Though not new, Katya Kazakina rightly covers the intensifying trend toward re-discovering artists that seems to be overtaking New York’s dealer community.
“Whether the artists are old, dead or overlooked, people are turning over all the stones,” said Wendy Cromwell, founder of Cromwell Art LLC and president of the Association of Professional Art Advisors in New York. “It’s a function of a global market. Dealers have to have new material all the time.” […]
“People feel priced out,” said John Good, Christie’s international director of postwar and contemporary art. “They know that at one point works by these artists cost a lot less and are looking for parallels in the market of things that are undervalued.” […]
“New buyers who have doubts about young artists feel more comfortable with an artist who has a place, even a small one, in art history,” said Belgian collector Alain Servais.

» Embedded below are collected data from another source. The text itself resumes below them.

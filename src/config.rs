use std::env;

#[derive(Debug, thiserror::Error)]
pub enum ConfigError {
    #[error("SESSION_SECRET must be set")]
    MissingSecret,
    #[error("SESSION_SECRET must be at least 32 bytes")]
    WeakSecret,
}

/// Process configuration, read once at startup and passed down explicitly.
#[derive(Debug, Clone)]
pub struct Config {
    pub database_url: String,
    pub users_table: String,
    pub messages_table: String,
    pub session_secret: String,
    pub port: u16,
}

impl Config {
    /// Reads configuration from the environment. A missing or too-short
    /// session secret is fatal; everything else has a local-dev default.
    pub fn from_env() -> Result<Config, ConfigError> {
        let session_secret = env::var("SESSION_SECRET").map_err(|_| ConfigError::MissingSecret)?;
        if session_secret.len() < 32 {
            return Err(ConfigError::WeakSecret);
        }

        let database_url = env::var("DATABASE_URL").unwrap_or_else(|_| {
            std::fs::create_dir_all("./data").ok();
            "sqlite:./data/pairchat.db?mode=rwc".to_string()
        });

        Ok(Config {
            database_url,
            users_table: env::var("USERS_TABLE").unwrap_or_else(|_| "users".to_string()),
            messages_table: env::var("MESSAGES_TABLE").unwrap_or_else(|_| "messages".to_string()),
            session_secret,
            port: env::var("PORT")
                .ok()
                .and_then(|p| p.parse().ok())
                .unwrap_or(3000),
        })
    }
}
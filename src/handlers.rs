use crate::config::Config;
use crate::db::DbPool;
use crate::error::{ApiError, AppError};
use crate::models::*;
use crate::pages;
use crate::session;
use crate::store::{MessageStore, UserStore, API_LIMIT, VIEW_LIMIT};
use axum::{
    extract::{FromRef, Path, State},
    http::StatusCode,
    response::{Html, IntoResponse, Redirect, Response},
    routing::get,
    Form, Json, Router,
};
use axum_extra::extract::cookie::{Key, SignedCookieJar};
use chrono::Utc;
use tower_http::trace::TraceLayer;

/// Everything a handler needs, passed through axum state instead of ambient
/// globals.
#[derive(Clone)]
pub struct AppState {
    pub users: UserStore,
    pub messages: MessageStore,
    key: Key,
}

impl AppState {
    pub fn new(pool: DbPool, config: &Config) -> AppState {
        AppState {
            users: UserStore::new(pool.clone(), config.users_table.clone()),
            messages: MessageStore::new(pool, config.messages_table.clone()),
            key: Key::derive_from(config.session_secret.as_bytes()),
        }
    }
}

impl FromRef<AppState> for Key {
    fn from_ref(state: &AppState) -> Key {
        state.key.clone()
    }
}

pub fn router(state: AppState) -> Router {
    Router::new()
        .route("/", get(index))
        .route("/login", get(login_form).post(login_submit))
        .route("/welcome", get(welcome))
        .route("/chat/:other_user", get(chat_view).post(chat_send))
        .route("/logout", get(logout))
        .route("/health", get(health))
        .route("/users", get(list_users))
        .route("/messages/:user1/:user2", get(conversation_messages))
        .layer(TraceLayer::new_for_http())
        .with_state(state)
}

async fn index(jar: SignedCookieJar) -> Redirect {
    match session::current_user(&jar) {
        Some(_) => Redirect::to("/welcome"),
        None => Redirect::to("/login"),
    }
}

async fn login_form() -> Html<String> {
    Html(pages::login_page(None))
}

async fn login_submit(
    State(state): State<AppState>,
    jar: SignedCookieJar,
    Form(form): Form<LoginForm>,
) -> Response {
    let username = form.username.trim().to_lowercase();
    if username.is_empty() {
        return Html(pages::login_page(Some("Username is required"))).into_response();
    }

    match state.users.get_or_create(&username).await {
        Ok(user) => {
            tracing::info!(username = %user.username, "user logged in");
            let jar = session::sign_in(jar, &user.username);
            (jar, Redirect::to("/welcome")).into_response()
        }
        Err(e) => {
            tracing::error!(username = %username, "login failed: {}", e);
            Html(pages::login_page(Some(&format!("Error: {}", e)))).into_response()
        }
    }
}

async fn welcome(
    State(state): State<AppState>,
    jar: SignedCookieJar,
) -> Result<Response, AppError> {
    let Some(current_user) = session::current_user(&jar) else {
        return Ok(Redirect::to("/login").into_response());
    };

    let users = state.users.list_all().await?;
    Ok(Html(pages::welcome_page(&users, &current_user)).into_response())
}

async fn chat_view(
    State(state): State<AppState>,
    jar: SignedCookieJar,
    Path(other_user): Path<String>,
) -> Result<Response, AppError> {
    let Some(current_user) = session::current_user(&jar) else {
        return Ok(Redirect::to("/login").into_response());
    };
    if current_user == other_user {
        return Ok(Redirect::to("/welcome").into_response());
    }
    if state.users.find(&other_user).await?.is_none() {
        return Err(AppError::NotFound);
    }

    let messages = state
        .messages
        .fetch_recent(&current_user, &other_user, VIEW_LIMIT)
        .await?;
    Ok(Html(pages::chat_page(&messages, &current_user, &other_user, None)).into_response())
}

async fn chat_send(
    State(state): State<AppState>,
    jar: SignedCookieJar,
    Path(other_user): Path<String>,
    Form(form): Form<MessageForm>,
) -> Result<Response, AppError> {
    let Some(current_user) = session::current_user(&jar) else {
        return Ok(Redirect::to("/login").into_response());
    };
    if current_user == other_user {
        return Ok(Redirect::to("/welcome").into_response());
    }
    if state.users.find(&other_user).await?.is_none() {
        return Err(AppError::NotFound);
    }

    let text = form.message.trim();
    if text.is_empty() {
        let messages = state
            .messages
            .fetch_recent(&current_user, &other_user, VIEW_LIMIT)
            .await?;
        return Ok(Html(pages::chat_page(
            &messages,
            &current_user,
            &other_user,
            Some("Message cannot be empty"),
        ))
        .into_response());
    }

    state.messages.append(&current_user, &other_user, text).await?;
    Ok(Redirect::to(&format!("/chat/{}", other_user)).into_response())
}

async fn logout(jar: SignedCookieJar) -> impl IntoResponse {
    (session::sign_out(jar), Redirect::to("/login"))
}

async fn health(State(state): State<AppState>) -> Response {
    let probe = async {
        state.users.ping().await?;
        state.messages.ping().await
    };
    match probe.await {
        Ok(()) => Json(HealthResponse {
            status: "OK".to_string(),
            timestamp: Utc::now(),
        })
        .into_response(),
        Err(e) => (
            StatusCode::INTERNAL_SERVER_ERROR,
            Json(HealthErrorResponse {
                status: "ERROR".to_string(),
                error: e.to_string(),
            }),
        )
            .into_response(),
    }
}

async fn list_users(State(state): State<AppState>) -> Result<Json<UsersResponse>, ApiError> {
    let users = state.users.list_all().await?;
    Ok(Json(UsersResponse { users }))
}

/// JSON variant of the chat view. Note: newest first and a wider window, the
/// opposite ordering from the HTML page.
async fn conversation_messages(
    State(state): State<AppState>,
    Path((user1, user2)): Path<(String, String)>,
) -> Result<Json<MessagesResponse>, ApiError> {
    let messages = state.messages.fetch_latest(&user1, &user2, API_LIMIT).await?;
    Ok(Json(MessagesResponse { messages }))
}
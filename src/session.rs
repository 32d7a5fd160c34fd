use axum_extra::extract::cookie::{Cookie, SameSite, SignedCookieJar};

/// Cookie holding the logged-in username, signed with the configured secret.
pub const SESSION_COOKIE: &str = "pairchat_session";

pub fn current_user(jar: &SignedCookieJar) -> Option<String> {
    jar.get(SESSION_COOKIE).map(|c| c.value().to_string())
}

pub fn sign_in(jar: SignedCookieJar, username: &str) -> SignedCookieJar {
    let cookie = Cookie::build((SESSION_COOKIE, username.to_string()))
        .path("/")
        .http_only(true)
        .same_site(SameSite::Lax);
    jar.add(cookie)
}

pub fn sign_out(jar: SignedCookieJar) -> SignedCookieJar {
    jar.remove(Cookie::build(SESSION_COOKIE).path("/"))
}
mod config;
mod conversation;
mod db;
mod error;
mod handlers;
mod models;
mod pages;
mod session;
mod store;

use std::net::SocketAddr;
use tracing_subscriber::{layer::SubscriberExt, util::SubscriberInitExt};

#[tokio::main]
async fn main() {
    dotenvy::dotenv().ok();

    tracing_subscriber::registry()
        .with(
            tracing_subscriber::EnvFilter::try_from_default_env()
                .unwrap_or_else(|_| "pairchat=debug,tower_http=debug".into()),
        )
        .with(tracing_subscriber::fmt::layer())
        .init();

    // Missing or weak SESSION_SECRET is fatal; the process must not start.
    let config = match config::Config::from_env() {
        Ok(config) => config,
        Err(e) => {
            tracing::error!("configuration error: {}", e);
            std::process::exit(1);
        }
    };

    let pool = db::init_db(&config).await.expect("Failed to initialize database");
    tracing::info!("Database initialized successfully");

    let state = handlers::AppState::new(pool, &config);
    let app = handlers::router(state);

    let addr = SocketAddr::from(([0, 0, 0, 0], config.port));
    tracing::info!("Server listening on {}", addr);

    let listener = tokio::net::TcpListener::bind(addr)
        .await
        .expect("Failed to bind to address");

    axum::serve(listener, app)
        .await
        .expect("Failed to start server");
}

Since the tendency is driven by a search for strong work that has not become too expensive for a wider range of collectors, one would think that critics—especially those who complain bitterly about market pressures—would celebrate the turn toward research and rediscovery. Here’s Roberta Smith, who, to be fair, celebrates the tendency but thinks it has gotten out of hand:
History — or the test of time — is not always wrong. Not every artist whose work languishes in obscurity is unjustly ignored. The work of some more or less died with its time and exists as retro artifact or interesting historical evidence but doesn’t give off much heat now. The idea that an overlooked artist is by definition a significant artist is sometimes based more on wishful thinking than on actual looking.
Forgotten Artists Monetized as Millionaires Buy History (Bloomberg)
The Effort to Resurrect the Sculptor Germaine Richier (NYTimes.com)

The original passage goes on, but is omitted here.